451.  The questions about Iraq’s capabilities asked by Mr Cook in response to the
briefing he had been given by Mr Scarlett on 20 February are set out earlier in
this Section.
Mr Scarlett’s advice, 17 March 2003
452.  On 17 March, Mr Scarlett addressed the different elements of Iraq’s
capability, including Iraq’s actions since the departure of the inspectors in 1998
to pursue chemical and biological weapons programmes, and Iraq’s activities to
pursue enhanced ballistic missiles and other means to deliver them.
453.  In relation to Iraq’s chemical and biological weapons capability, Mr Scarlett
concluded that the JIC view was clear: Iraq possessed chemical and biological
weapons, the means to deliver them, and the capacity to produce them.

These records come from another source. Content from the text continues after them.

//! Callsight API Routes
//!
//! - /api/transcribe - Upload audio, run the pipeline
//! - /api/domains - Known domain/category pairs
//! - /api/calls/:call_id - Stored call with its domain-specific payload
//! - /api/stats - Row counts

pub mod call;
pub mod domain;
pub mod swagger;
pub mod transcribe;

454.  Mr Scarlett attributed the failure to find any significant evidence of chemical
and biological weapons to Iraq’s ability to conceal its activities and deceive
the inspectors.
455.  On 17 March, in response to a request from Sir David Manning, Mr Scarlett
provided advice on “the strength of evidence showing Saddam’s possession of WMD”.168
456.  Mr Scarlett wrote:
“The starting point is our knowledge of Iraq’s past WMD programmes. This
demonstrates not only large-scale possession of these weapons, and the readiness
to use them, but also Saddam’s determination to retain WMD in the face of military
defeat in 1991 and the subsequent UN inspections. You will recall that much of his
BW programme came to light only in 1995, following Kamil’s [Saddam Hussein’s
son-in-law] defection. And as UNSCOM demonstrated in 1999, there has never been
a full and convincing account of the destruction of Iraq’s capabilities.”
168  Minute Scarlett to Manning, 17 March 2003, ‘Iraqi WMD: Evidence of Possession’.